参加者から詰め寄られていた、司会の男だった。
「こっちが下手に出ているからって、いい気になりやがって。お前ら全員、今ここで殺してやろうか?」
「ぐがっ……」
司会の男は、言いがかりをつけてきた参加者の首を掴むと、目と心臓を抉り出していた。
見ると男の爪は剣のように伸びている。何らかの神器だろう。
それを用いて、参加者らを次々と襲い、同様に目や心臓を抉っていた。
「あの殺し方は……まさか!?」
サグマールは言っていた。
ラルガ教会の神父バルハーは、目と心臓をえぐられて殺されたと――
――そして犯人は『不完全』に違いないと。
「あの男――『不完全』!!」
ウェイルの声は怒気に染まる。気がつけば身体が勝手に動いていた。
あの司会こそ、イレイズの言っていた贋作士の仲間だ。
「『不完全』……!! ついに、ついに見つけたぞ……っ!!」
頭に血が昇ったウェイルは、参加者をかきわけて走り出すと、氷の刃を司会の男へ振り下ろした。
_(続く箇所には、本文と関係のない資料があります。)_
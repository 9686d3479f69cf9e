//! Command implementations for the CLI.

mod clean;
mod discovery;

use std::path::PathBuf;

use anyhow::Result;
use polybundle_core::{select_packages, Package, PackageLoader, WorkspaceConfig};

pub use clean::cmd_clean;
pub use discovery::{cmd_list, cmd_plan};

/// Workspace root, its configuration, and where packages live.
pub struct Workspace {
    pub config: WorkspaceConfig,
    pub packages_dir: PathBuf,
}

impl Workspace {
    pub fn open(root: PathBuf, packages_dir: Option<PathBuf>) -> Result<Self> {
        let config = WorkspaceConfig::load(&root)?;
        let packages_dir = packages_dir.unwrap_or_else(|| config.packages_path(&root));
        Ok(Self {
            config,
            packages_dir,
        })
    }

    fn loader(&self) -> PackageLoader {
        PackageLoader::new(&self.packages_dir).with_options(self.config.derive_options())
    }

    /// Loads every package, then narrows to `names` if any are given.
    fn load_packages(&self, names: &[String]) -> Result<Vec<Package>> {
        let packages = self.loader().load()?;
        Ok(select_packages(packages, names)?)
    }
}
//! Dual-mesh graph capability
//!
//! The terrain pipeline runs over a planar dual mesh of regions (polygonal
//! cells), corners (the triangles dual to three regions) and directed sides
//! (half-edges between two regions, bordering two corners). The mesh itself is
//! built elsewhere; this trait is the read-only query surface the pipeline
//! needs.

/// Read-only oracle over a closed planar dual mesh.
///
/// Element ids are dense indices: regions in `0..num_regions()`, corners in
/// `0..num_corners()`, sides in `0..num_sides()`. Ghost elements (the
/// synthetic region outside the map boundary and the corners/sides that wrap
/// the hull around it) are ordered after the solid elements, so
/// `0..num_solid_*()` enumerates exactly the real map.
///
/// Adjacency queries write into a caller-supplied scratch buffer so traversal
/// loops can reuse one allocation. The enumeration order must be the same
/// every time for a given mesh value; the pipeline's reproducibility depends
/// on it.
///
/// Implementations must describe a structurally valid closed mesh: every side
/// has an opposite, and side/corner/region references are mutually consistent.
/// The pipeline does not validate this and misbehaves on a broken mesh.
pub trait MeshGraph {
    fn num_regions(&self) -> usize;
    fn num_corners(&self) -> usize;
    fn num_sides(&self) -> usize;

    /// Regions excluding the ghost region.
    fn num_solid_regions(&self) -> usize;
    /// Corners excluding the ghost-wrapping corners.
    fn num_solid_corners(&self) -> usize;
    /// Sides excluding the sides of ghost-wrapping corners.
    fn num_solid_sides(&self) -> usize;

    /// Side length of the square map, in map units. Positions returned by
    /// `region_x`/`region_y` fall inside `[0, map_size]` for solid elements.
    fn map_size(&self) -> f32;

    fn region_x(&self, r: usize) -> f32;
    fn region_y(&self, r: usize) -> f32;
    fn corner_x(&self, t: usize) -> f32;
    fn corner_y(&self, t: usize) -> f32;

    /// Regions sharing a side with `r`.
    fn regions_around_region(&self, r: usize, out: &mut Vec<usize>);
    /// Corners incident to `r`, each exactly once.
    fn corners_around_region(&self, r: usize, out: &mut Vec<usize>);
    /// The three outgoing sides of corner `t`.
    fn sides_around_corner(&self, t: usize, out: &mut Vec<usize>);

    /// Region the directed side starts from.
    fn side_begin_region(&self, s: usize) -> usize;
    /// Region the directed side points into.
    fn side_end_region(&self, s: usize) -> usize;
    /// Corner the side belongs to.
    fn side_inner_corner(&self, s: usize) -> usize;
    /// Corner on the far side, across the shared edge.
    fn side_outer_corner(&self, s: usize) -> usize;
    /// The same undirected edge traversed the other way.
    fn side_opposite(&self, s: usize) -> usize;

    /// True for solid regions on the outermost ring of the map.
    fn is_boundary_region(&self, r: usize) -> bool;
    /// True only for the ghost region.
    fn is_ghost_region(&self, r: usize) -> bool;
    /// Id of the ghost region, the flood-fill seed for ocean classification.
    fn ghost_region(&self) -> usize;
}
だがその男は瞬き一つせず、逃げることすらしようとはしない。
まるで自分が狙われている自覚がないかのように。
ウェイル渾身の一振り。
「――なっ!?」
しかし氷の刃はその者に届かなかった。
間違いなく敵は氷の刃の間合いに入ったはずだ。
直撃する寸前で、氷の剣は何者かに止められた。
それも剣や盾ではなく――なんと素手で。
「――大丈夫かい? ルシャブテ」
「ああ、問題ない。こいつか。サスデルセルでバルハーを摘発した鑑定士ってのは」
ルシャブテと呼ばれた男がこちらに含みある笑みを向けた。
そして剣を素手で止めた男は――。
「――イレイズ!!」
「あなたもしつこいですね、ウェイルさん」
やはりイレイズはここにいた。
出来れば戦いたくはない。でもお互いに分かっていた。
戦わざるを得ないことに。
「この男は私が相手をします。君は――」
「あの女だろ? あの蹴り、アムステリアだな。久々に楽しくなりそうだ」
このルシャブテという男、狂っている。
人を殺したばかりだというのに、そのことへの感情がまるでない。常日頃から殺しに慣れている証拠だ。
イレイズはいつもこんな奴と一緒に居るのだろうか。
「アムステリア、気をつけろ!! そっちに危ない男が行った!」
「他人を気遣う余裕があるとは、流石はウェイルさんですね?」
イレイズの拳が顔をかすった。
その隙に氷の刃で殴ってきた腕を切りつけた。
しかしその感触は、肉を切り裂いた際に感じる生々しいものとは程遠いものだった。
またも生じた音に違和感を覚えつつ一度刃を引き、再度切り込む。
だがまたしても素手で弾かれた。
「くっ……、どういうことだ!! なぜ素手相手に弾かれる!?」
たとえ腕に鉄が仕込んであったとしても、神器である氷の刃なら切れるはずだ。
だがどうしてかイレイズの腕は硬すぎて刃が弾かれてしまう。
腕を切り飛ばす勢いで切りつけているはずであるのに。
「クソ! ダイヤモンドでも入っているのか!?」
冗談みたいな例えだが、それを聞いたイレイズは、
「そうですよ? ダイヤモンドです。よく分かりましたね?」
と、すまし顔で答えた。
「ふざけるな、そんなに大きいダイヤがあるわけがないだろう!!」
「それがあるんですよ。ここに、ね」
丁度ウェイルの剣撃がイレイズの服の袖を切り裂いた。イレイズの腕が露わになる。
「ば、馬鹿な……」
「お分かり頂けましたか? これはダイヤモンドです。普通のダイヤモンドとは違う、特別製ですけどね」
イレイズの腕には煌くダイヤモンドが付いていた。
いやそうじゃない。これは――。
――イレイズの腕自体がダイヤモンドになっていたのだ。